## Supplied information
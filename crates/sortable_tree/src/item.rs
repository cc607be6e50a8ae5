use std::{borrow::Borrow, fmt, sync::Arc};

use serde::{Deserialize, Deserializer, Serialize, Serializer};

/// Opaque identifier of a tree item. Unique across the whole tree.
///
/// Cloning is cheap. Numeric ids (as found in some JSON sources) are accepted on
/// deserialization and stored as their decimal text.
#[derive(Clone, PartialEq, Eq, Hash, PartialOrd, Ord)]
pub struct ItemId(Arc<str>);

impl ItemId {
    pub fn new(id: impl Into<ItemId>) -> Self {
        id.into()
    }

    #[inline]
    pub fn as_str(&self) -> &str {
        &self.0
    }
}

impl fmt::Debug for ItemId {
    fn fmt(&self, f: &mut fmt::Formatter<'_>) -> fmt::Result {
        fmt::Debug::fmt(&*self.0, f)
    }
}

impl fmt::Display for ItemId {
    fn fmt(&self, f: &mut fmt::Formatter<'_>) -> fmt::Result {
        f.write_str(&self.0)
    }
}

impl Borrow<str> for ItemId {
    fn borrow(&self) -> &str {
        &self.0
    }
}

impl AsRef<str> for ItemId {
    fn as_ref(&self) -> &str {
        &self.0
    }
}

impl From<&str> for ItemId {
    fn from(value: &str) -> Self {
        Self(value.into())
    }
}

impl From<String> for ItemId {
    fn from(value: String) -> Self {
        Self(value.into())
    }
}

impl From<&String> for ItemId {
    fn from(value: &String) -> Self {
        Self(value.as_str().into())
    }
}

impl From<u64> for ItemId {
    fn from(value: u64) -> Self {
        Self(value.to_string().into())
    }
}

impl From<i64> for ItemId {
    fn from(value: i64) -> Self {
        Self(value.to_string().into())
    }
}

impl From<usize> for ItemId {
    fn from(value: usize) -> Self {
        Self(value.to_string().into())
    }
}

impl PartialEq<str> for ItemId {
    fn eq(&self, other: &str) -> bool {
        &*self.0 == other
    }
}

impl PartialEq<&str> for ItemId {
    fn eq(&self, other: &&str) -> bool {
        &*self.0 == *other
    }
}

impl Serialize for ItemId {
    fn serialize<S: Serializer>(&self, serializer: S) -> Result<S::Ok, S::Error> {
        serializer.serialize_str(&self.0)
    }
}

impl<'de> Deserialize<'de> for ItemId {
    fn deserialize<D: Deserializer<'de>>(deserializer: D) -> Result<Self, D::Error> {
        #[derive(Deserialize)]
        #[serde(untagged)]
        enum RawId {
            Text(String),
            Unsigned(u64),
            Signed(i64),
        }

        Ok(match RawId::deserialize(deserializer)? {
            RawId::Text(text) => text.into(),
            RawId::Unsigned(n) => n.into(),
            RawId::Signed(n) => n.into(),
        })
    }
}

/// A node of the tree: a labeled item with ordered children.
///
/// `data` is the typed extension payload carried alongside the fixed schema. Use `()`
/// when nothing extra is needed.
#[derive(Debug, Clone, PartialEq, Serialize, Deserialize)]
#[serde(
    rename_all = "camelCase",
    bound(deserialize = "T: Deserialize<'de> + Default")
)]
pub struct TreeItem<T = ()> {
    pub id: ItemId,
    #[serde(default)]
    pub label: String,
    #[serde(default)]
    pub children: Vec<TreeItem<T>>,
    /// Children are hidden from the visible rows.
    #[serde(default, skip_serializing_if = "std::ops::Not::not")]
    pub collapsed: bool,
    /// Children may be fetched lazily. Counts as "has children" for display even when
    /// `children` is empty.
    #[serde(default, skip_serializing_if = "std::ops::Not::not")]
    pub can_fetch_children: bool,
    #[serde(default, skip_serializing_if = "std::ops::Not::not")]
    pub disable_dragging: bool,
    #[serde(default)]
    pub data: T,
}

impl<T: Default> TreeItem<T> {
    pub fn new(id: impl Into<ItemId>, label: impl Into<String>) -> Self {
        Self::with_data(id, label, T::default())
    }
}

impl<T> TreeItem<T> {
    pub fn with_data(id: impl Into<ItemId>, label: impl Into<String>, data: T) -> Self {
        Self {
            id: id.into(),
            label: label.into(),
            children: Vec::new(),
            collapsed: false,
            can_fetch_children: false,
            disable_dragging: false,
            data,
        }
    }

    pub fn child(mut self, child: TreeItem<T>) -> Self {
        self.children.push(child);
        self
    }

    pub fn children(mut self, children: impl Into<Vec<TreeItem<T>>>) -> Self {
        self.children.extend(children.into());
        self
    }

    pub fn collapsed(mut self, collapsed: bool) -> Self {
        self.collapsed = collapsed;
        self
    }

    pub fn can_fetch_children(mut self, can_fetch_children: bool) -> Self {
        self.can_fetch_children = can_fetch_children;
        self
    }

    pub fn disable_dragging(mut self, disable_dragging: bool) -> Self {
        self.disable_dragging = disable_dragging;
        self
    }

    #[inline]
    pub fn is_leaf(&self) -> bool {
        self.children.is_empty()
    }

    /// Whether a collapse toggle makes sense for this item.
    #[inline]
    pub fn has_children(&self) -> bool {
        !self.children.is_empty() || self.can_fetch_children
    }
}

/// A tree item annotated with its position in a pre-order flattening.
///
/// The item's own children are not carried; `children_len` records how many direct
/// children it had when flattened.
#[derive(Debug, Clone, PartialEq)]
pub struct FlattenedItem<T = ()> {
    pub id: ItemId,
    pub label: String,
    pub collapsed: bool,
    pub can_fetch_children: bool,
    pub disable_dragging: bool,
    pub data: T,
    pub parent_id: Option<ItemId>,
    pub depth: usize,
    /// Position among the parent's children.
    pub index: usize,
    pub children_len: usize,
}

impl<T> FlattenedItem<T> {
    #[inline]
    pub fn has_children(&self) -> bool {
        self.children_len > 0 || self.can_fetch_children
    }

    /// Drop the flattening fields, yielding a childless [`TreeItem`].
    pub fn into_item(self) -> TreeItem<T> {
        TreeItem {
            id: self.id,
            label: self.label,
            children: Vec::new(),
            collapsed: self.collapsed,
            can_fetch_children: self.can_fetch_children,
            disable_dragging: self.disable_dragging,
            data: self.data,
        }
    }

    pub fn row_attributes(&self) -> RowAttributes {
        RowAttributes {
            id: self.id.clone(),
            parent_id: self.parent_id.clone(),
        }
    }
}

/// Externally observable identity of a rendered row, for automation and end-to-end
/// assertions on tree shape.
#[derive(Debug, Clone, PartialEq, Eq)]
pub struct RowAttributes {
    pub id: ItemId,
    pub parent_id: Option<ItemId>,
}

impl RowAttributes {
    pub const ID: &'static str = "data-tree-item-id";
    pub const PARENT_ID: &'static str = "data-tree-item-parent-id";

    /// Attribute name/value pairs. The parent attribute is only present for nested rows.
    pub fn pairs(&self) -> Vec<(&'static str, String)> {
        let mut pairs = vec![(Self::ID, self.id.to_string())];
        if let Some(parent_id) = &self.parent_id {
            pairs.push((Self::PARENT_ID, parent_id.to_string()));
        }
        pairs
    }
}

==

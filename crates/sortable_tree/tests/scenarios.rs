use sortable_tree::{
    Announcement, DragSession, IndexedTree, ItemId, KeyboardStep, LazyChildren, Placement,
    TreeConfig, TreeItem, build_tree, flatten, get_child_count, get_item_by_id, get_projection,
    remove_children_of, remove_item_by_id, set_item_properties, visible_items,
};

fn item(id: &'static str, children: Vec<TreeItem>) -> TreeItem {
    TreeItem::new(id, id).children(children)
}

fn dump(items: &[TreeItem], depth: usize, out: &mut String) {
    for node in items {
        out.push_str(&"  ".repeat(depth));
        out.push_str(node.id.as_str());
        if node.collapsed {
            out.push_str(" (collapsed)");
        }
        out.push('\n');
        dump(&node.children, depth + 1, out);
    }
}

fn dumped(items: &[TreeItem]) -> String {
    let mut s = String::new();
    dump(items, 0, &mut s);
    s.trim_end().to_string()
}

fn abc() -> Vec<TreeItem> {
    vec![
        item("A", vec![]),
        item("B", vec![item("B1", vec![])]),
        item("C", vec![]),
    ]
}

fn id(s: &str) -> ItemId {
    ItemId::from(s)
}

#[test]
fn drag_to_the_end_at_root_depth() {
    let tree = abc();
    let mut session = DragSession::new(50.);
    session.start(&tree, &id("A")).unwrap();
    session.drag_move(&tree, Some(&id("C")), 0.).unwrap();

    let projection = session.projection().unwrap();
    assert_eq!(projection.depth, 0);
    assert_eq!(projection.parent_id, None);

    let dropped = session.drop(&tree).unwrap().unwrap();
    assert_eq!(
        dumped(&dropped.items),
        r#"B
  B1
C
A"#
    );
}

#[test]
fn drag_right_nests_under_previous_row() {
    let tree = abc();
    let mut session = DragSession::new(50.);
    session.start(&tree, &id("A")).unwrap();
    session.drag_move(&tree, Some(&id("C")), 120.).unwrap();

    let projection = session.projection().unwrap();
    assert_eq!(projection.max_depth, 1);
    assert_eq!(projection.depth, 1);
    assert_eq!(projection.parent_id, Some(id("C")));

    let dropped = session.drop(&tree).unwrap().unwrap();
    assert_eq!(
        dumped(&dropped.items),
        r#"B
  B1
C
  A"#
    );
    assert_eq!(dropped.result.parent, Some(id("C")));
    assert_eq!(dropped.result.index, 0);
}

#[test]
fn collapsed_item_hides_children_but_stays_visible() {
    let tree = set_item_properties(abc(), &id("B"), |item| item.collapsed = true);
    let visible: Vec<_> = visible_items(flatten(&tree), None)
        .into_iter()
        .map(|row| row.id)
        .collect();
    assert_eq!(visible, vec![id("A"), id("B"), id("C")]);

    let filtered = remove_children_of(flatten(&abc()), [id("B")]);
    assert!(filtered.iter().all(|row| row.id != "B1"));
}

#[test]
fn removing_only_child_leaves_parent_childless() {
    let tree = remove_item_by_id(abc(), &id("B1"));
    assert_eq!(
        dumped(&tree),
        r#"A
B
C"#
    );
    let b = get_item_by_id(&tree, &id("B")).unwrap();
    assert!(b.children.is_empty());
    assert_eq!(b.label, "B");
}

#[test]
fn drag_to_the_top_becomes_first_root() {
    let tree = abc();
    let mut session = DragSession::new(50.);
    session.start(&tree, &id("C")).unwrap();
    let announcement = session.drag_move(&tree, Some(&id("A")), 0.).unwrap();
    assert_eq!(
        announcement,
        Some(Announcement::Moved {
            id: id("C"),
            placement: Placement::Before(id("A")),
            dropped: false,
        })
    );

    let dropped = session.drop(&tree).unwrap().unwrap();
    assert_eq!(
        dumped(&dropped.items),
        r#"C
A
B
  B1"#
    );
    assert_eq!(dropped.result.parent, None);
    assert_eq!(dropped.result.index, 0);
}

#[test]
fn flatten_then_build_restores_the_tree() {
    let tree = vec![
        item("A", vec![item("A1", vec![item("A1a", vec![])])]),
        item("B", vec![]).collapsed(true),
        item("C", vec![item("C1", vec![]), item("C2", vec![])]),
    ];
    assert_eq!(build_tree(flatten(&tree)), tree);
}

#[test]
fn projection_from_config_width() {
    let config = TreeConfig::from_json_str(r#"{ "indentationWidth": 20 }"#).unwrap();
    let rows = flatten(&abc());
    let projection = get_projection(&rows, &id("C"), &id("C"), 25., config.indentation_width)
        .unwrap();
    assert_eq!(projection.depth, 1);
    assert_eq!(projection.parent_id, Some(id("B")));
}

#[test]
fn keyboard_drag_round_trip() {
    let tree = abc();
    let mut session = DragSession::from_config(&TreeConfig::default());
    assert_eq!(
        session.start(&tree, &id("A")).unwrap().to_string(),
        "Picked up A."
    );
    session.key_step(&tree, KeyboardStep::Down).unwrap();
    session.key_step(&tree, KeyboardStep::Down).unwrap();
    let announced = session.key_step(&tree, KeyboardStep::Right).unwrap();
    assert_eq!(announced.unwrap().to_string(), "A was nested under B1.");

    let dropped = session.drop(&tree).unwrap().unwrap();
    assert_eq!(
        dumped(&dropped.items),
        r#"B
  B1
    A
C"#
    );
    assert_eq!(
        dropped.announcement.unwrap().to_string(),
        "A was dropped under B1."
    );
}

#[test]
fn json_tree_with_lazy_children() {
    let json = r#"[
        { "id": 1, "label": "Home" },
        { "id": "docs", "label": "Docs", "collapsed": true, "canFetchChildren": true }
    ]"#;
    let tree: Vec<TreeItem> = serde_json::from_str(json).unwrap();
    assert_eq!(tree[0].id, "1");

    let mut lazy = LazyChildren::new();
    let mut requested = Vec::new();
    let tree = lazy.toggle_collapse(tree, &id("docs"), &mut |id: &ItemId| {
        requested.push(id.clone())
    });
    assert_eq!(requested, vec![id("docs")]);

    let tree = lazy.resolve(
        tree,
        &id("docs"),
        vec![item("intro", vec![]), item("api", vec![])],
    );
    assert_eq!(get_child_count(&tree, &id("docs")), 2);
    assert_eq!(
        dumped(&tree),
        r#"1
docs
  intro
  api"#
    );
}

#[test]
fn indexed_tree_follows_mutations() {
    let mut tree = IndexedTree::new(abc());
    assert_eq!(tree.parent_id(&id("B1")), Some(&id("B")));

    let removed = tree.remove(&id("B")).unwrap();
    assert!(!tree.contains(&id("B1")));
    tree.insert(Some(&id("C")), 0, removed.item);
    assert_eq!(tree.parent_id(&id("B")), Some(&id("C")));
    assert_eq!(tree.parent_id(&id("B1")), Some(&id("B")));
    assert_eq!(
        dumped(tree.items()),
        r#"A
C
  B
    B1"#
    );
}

==

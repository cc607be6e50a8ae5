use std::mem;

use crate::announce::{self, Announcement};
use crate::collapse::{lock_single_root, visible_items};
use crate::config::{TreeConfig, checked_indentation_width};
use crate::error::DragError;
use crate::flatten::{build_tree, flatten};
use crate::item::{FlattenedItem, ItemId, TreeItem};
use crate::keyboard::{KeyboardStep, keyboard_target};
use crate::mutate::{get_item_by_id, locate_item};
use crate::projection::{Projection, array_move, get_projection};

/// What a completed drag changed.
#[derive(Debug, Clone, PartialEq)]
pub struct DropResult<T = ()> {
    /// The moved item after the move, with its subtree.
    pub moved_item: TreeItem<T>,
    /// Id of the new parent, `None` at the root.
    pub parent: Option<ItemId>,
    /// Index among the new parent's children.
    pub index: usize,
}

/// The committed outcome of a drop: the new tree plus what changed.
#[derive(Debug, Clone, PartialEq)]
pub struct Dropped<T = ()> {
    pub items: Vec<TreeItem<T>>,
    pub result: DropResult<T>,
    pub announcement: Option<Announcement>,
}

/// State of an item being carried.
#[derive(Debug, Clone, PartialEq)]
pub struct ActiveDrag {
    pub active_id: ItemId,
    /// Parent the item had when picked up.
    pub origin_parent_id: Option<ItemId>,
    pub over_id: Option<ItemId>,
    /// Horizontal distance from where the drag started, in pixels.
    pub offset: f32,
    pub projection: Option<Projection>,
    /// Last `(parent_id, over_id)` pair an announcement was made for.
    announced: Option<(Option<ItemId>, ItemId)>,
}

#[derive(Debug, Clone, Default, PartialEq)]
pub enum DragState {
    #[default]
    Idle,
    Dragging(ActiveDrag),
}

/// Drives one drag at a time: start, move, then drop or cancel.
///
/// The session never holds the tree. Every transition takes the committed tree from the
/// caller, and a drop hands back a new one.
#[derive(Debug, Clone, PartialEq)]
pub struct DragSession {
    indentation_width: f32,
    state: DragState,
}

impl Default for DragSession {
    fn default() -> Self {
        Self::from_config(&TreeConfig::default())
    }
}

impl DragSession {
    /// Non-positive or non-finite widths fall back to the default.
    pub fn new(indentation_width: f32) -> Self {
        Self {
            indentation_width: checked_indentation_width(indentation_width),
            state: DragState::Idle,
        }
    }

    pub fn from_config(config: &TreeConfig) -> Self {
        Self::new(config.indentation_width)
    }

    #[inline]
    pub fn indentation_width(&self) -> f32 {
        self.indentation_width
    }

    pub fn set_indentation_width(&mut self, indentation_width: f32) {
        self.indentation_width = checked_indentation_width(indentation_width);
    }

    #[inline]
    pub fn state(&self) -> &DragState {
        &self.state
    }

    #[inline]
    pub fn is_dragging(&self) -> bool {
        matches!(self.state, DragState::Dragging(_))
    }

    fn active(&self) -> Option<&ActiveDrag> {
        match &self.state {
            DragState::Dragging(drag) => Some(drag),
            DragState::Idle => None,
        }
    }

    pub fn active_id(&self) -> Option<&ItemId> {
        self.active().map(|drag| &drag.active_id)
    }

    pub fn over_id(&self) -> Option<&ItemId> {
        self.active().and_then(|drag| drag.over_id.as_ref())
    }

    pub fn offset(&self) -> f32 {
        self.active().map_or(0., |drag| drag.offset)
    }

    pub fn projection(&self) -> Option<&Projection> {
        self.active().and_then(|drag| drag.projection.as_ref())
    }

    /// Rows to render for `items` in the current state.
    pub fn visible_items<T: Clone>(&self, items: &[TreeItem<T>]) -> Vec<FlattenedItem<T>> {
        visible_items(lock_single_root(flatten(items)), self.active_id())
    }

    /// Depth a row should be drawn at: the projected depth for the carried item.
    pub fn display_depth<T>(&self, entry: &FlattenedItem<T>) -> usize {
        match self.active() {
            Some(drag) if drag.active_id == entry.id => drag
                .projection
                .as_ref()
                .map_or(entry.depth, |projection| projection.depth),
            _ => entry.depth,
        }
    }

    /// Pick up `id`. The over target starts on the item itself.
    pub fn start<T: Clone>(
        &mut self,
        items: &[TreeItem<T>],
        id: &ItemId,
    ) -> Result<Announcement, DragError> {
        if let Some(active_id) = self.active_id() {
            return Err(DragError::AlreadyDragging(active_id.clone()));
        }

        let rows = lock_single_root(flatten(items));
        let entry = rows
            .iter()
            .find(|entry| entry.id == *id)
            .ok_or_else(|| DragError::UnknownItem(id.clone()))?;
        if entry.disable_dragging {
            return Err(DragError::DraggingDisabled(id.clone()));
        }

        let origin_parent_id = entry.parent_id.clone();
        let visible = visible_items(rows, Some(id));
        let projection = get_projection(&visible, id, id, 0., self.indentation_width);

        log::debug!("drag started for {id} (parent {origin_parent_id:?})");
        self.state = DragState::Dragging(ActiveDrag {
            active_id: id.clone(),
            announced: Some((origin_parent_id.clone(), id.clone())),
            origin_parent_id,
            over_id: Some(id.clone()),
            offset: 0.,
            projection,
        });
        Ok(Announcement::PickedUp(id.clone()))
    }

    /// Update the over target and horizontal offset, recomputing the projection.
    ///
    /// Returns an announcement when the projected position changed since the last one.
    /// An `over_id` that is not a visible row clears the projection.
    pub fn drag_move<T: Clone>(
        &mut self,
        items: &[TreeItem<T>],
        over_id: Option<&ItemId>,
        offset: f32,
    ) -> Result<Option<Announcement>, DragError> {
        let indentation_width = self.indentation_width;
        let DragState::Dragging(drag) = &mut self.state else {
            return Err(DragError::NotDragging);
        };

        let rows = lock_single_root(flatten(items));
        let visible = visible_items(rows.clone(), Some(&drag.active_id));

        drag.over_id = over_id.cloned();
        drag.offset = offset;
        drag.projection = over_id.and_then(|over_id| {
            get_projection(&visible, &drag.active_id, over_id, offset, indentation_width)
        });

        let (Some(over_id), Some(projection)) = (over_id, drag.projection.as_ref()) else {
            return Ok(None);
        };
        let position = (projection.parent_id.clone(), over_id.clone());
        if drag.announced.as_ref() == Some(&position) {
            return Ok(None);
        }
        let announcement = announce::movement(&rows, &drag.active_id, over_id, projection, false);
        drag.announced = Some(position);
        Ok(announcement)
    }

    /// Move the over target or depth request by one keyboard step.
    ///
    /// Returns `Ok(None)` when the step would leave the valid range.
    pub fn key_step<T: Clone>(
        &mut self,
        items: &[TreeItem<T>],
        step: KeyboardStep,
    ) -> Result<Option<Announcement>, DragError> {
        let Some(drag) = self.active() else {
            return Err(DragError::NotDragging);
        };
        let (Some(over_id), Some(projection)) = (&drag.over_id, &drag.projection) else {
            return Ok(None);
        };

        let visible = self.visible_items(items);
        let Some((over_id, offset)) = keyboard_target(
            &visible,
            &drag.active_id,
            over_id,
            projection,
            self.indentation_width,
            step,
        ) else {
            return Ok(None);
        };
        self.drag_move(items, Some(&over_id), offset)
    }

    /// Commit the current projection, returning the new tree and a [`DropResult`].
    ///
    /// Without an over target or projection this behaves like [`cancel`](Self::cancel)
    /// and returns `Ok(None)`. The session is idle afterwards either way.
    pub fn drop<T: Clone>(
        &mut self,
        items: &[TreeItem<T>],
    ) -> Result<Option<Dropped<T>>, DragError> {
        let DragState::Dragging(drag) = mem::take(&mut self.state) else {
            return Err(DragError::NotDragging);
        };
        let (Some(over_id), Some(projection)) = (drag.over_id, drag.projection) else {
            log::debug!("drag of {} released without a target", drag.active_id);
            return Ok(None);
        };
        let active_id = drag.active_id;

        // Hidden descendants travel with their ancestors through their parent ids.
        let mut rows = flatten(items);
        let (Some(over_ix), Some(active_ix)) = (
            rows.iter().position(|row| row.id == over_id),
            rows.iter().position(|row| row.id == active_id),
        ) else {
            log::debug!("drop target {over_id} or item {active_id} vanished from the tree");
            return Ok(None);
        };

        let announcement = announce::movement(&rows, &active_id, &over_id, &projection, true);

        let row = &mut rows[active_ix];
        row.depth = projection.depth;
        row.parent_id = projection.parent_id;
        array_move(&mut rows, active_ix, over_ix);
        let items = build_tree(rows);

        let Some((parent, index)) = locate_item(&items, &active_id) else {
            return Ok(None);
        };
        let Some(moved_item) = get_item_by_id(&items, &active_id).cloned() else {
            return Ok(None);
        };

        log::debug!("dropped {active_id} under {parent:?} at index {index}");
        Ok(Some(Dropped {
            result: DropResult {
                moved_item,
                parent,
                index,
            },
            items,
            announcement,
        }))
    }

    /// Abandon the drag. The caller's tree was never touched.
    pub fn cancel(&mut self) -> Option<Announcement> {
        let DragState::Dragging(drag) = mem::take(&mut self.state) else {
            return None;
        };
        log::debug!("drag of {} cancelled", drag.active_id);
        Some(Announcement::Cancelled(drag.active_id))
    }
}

## Work request
Pull every line that holds the string "movement" out of the records.

## Your response
        let announcement = announce::movement(&rows, &drag.active_id, over_id, projection, false);
        let announcement = announce::movement(&rows, &active_id, &over_id, &projection, true);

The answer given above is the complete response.